- [Data extract]:
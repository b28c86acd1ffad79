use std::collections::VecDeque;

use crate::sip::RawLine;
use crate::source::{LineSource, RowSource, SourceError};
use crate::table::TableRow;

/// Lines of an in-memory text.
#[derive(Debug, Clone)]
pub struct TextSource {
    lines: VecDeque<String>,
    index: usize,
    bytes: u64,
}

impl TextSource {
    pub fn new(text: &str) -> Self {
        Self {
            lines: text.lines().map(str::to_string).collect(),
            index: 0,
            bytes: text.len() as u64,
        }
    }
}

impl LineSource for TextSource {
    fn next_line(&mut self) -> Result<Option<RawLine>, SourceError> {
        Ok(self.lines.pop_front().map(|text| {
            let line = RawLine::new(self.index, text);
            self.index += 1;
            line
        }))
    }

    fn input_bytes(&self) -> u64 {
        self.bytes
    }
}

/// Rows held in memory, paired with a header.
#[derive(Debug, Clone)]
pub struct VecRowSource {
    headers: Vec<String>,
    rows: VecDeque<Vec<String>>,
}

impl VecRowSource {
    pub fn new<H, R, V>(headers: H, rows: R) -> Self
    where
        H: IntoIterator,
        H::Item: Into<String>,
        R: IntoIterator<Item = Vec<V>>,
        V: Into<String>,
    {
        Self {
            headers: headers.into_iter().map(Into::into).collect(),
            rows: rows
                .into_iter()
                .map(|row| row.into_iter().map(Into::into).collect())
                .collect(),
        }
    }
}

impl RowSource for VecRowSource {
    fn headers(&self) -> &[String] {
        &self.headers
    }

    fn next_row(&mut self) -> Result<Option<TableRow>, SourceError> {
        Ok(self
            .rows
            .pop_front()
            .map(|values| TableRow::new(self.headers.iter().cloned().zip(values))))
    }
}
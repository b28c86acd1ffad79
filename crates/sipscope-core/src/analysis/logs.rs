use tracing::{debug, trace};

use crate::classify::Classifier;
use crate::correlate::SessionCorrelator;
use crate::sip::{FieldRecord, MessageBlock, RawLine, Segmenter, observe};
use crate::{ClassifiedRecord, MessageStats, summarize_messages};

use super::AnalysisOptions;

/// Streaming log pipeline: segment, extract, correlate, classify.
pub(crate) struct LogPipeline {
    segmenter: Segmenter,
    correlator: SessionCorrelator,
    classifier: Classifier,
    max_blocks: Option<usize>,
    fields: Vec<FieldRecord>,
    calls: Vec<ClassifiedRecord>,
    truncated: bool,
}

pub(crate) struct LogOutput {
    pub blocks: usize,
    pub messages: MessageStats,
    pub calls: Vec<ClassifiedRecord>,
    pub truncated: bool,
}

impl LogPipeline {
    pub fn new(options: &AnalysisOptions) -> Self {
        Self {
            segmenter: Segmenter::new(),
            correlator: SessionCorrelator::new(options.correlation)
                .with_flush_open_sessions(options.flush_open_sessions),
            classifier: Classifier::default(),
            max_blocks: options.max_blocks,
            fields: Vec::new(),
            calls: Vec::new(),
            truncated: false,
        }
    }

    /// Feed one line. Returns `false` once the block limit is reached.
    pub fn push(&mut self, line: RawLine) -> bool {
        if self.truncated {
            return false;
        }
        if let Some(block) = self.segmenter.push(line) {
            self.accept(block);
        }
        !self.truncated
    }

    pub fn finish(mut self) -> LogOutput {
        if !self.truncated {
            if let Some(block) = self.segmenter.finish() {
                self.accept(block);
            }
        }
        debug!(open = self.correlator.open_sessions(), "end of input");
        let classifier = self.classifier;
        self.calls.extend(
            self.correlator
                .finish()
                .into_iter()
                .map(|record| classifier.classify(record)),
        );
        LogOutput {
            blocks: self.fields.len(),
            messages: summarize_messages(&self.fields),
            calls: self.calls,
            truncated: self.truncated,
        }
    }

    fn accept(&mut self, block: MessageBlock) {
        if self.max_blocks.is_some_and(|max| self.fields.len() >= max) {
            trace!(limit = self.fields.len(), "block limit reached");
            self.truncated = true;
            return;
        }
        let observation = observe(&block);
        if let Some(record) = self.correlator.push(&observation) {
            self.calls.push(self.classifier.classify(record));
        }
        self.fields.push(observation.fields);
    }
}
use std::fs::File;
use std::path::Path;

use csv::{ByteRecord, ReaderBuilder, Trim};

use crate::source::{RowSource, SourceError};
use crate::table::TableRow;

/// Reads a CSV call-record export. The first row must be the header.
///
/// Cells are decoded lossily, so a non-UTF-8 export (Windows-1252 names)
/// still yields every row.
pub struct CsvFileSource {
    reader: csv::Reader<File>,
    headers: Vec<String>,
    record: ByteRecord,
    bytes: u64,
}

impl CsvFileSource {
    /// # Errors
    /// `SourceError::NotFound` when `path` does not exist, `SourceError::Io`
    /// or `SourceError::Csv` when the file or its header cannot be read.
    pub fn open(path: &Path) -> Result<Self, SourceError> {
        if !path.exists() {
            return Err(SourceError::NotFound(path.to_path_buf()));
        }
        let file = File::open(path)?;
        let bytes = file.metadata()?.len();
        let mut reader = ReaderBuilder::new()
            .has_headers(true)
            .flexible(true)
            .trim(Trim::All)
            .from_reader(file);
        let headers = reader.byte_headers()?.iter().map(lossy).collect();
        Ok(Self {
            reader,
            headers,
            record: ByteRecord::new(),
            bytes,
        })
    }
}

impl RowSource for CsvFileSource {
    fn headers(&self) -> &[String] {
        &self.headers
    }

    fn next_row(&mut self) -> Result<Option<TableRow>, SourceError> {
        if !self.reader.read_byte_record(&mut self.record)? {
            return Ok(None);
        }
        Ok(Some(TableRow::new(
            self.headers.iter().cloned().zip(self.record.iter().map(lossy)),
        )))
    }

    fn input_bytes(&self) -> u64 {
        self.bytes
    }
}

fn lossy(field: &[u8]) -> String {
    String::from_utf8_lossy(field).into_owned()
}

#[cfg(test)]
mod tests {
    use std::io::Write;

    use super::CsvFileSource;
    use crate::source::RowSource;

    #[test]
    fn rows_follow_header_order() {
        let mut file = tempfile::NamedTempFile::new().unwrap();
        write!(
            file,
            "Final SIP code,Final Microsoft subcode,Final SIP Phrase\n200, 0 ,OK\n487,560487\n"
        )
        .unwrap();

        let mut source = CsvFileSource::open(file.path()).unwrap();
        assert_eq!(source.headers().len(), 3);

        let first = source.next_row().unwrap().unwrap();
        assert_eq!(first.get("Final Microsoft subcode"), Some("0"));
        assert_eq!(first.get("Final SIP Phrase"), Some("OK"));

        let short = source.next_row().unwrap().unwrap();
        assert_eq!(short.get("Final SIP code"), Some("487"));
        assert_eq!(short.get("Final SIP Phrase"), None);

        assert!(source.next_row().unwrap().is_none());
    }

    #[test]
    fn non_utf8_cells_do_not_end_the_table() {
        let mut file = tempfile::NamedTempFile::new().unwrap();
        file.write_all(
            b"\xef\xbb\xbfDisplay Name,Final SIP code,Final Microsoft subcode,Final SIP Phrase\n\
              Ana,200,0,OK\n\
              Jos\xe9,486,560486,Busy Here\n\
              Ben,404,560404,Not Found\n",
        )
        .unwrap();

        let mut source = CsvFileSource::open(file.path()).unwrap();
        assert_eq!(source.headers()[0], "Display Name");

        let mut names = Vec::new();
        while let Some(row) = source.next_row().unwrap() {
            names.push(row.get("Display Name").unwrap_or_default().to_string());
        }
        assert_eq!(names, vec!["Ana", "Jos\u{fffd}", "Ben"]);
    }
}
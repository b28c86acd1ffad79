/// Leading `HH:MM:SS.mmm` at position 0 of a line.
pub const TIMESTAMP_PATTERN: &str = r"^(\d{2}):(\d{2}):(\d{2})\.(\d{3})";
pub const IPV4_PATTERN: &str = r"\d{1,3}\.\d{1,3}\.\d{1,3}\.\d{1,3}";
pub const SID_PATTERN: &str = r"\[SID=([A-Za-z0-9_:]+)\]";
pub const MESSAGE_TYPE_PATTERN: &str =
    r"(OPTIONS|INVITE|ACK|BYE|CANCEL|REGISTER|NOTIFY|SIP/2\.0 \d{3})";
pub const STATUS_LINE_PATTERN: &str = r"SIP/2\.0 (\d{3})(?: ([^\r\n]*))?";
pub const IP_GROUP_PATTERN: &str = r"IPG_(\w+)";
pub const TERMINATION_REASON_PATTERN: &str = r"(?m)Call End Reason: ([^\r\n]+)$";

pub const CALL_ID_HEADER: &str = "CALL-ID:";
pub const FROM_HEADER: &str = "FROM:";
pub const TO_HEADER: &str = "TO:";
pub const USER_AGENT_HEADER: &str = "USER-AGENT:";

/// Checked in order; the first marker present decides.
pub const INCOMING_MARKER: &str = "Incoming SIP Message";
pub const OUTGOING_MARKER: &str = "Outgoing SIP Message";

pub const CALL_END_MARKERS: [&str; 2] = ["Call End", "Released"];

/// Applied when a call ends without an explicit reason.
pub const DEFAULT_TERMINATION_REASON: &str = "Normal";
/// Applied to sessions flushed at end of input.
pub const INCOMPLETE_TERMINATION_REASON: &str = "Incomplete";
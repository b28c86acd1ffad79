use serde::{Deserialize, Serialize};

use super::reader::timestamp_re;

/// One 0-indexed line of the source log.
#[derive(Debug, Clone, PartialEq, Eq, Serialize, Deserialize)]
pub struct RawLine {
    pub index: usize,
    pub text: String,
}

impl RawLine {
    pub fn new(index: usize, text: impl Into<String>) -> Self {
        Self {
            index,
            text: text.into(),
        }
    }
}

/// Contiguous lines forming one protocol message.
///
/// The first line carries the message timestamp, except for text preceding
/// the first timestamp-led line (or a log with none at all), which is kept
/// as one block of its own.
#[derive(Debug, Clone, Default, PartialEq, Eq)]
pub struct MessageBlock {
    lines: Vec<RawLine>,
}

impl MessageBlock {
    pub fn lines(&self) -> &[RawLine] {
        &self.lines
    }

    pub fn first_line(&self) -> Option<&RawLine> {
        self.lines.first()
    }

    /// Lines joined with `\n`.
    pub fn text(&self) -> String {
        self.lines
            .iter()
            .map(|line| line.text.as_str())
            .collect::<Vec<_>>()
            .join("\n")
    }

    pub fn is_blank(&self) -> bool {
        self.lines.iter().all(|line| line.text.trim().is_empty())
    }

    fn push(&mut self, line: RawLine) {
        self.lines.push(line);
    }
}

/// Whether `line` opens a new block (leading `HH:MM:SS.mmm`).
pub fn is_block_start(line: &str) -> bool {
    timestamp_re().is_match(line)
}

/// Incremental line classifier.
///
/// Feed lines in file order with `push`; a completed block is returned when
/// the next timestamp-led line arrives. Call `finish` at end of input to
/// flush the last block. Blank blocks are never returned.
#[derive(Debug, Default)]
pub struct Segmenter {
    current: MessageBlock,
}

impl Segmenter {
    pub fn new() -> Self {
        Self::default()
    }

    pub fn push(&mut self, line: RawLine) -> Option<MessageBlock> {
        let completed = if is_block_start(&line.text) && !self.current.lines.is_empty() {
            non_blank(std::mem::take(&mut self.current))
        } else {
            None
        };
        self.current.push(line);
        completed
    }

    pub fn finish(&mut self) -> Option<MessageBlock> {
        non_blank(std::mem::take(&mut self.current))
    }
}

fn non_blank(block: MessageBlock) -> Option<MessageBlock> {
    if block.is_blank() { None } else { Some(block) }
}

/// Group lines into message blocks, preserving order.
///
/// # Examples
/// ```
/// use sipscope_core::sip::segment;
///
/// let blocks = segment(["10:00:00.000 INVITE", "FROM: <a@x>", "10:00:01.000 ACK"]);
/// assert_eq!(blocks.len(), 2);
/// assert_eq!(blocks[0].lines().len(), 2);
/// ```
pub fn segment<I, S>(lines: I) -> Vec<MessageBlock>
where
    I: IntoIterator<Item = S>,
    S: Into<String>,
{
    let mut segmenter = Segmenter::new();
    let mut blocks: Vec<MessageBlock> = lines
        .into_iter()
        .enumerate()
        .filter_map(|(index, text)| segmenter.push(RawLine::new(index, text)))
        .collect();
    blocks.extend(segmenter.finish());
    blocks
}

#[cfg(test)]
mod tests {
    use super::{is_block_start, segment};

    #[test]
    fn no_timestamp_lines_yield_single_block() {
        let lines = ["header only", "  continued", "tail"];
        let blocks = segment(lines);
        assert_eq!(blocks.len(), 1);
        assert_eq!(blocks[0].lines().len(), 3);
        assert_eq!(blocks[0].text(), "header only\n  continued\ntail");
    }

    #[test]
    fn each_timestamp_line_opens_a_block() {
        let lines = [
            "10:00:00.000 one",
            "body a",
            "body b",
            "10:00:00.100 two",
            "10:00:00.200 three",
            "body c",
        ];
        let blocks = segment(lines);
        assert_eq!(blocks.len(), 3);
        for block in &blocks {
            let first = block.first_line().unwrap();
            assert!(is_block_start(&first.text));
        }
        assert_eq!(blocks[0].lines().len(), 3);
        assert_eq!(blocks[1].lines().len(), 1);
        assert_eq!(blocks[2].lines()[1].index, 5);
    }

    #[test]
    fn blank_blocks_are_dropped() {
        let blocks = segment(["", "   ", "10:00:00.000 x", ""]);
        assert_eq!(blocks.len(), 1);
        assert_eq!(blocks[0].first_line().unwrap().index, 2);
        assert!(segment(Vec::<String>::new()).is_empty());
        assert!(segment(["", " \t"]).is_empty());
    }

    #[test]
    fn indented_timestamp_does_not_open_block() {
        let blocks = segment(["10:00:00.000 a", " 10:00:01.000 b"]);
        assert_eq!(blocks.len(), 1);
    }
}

- [What to do]:
Each line of the records above, from the first through the one containing "impl RowSource for VecRowSource", is to be retyped exactly; no other line belongs.

- [Finished task]:
repository b28c86acd1ffad79
use std::collections::VecDeque;

use crate::sip::RawLine;
use crate::source::{LineSource, RowSource, SourceError};
use crate::table::TableRow;

/// Lines of an in-memory text.
#[derive(Debug, Clone)]
pub struct TextSource {
    lines: VecDeque<String>,
    index: usize,
    bytes: u64,
}

impl TextSource {
    pub fn new(text: &str) -> Self {
        Self {
            lines: text.lines().map(str::to_string).collect(),
            index: 0,
            bytes: text.len() as u64,
        }
    }
}

impl LineSource for TextSource {
    fn next_line(&mut self) -> Result<Option<RawLine>, SourceError> {
        Ok(self.lines.pop_front().map(|text| {
            let line = RawLine::new(self.index, text);
            self.index += 1;
            line
        }))
    }

    fn input_bytes(&self) -> u64 {
        self.bytes
    }
}

/// Rows held in memory, paired with a header.
#[derive(Debug, Clone)]
pub struct VecRowSource {
    headers: Vec<String>,
    rows: VecDeque<Vec<String>>,
}

impl VecRowSource {
    pub fn new<H, R, V>(headers: H, rows: R) -> Self
    where
        H: IntoIterator,
        H::Item: Into<String>,
        R: IntoIterator<Item = Vec<V>>,
        V: Into<String>,
    {
        Self {
            headers: headers.into_iter().map(Into::into).collect(),
            rows: rows
                .into_iter()
                .map(|row| row.into_iter().map(Into::into).collect())
                .collect(),
        }
    }
}

impl RowSource for VecRowSource {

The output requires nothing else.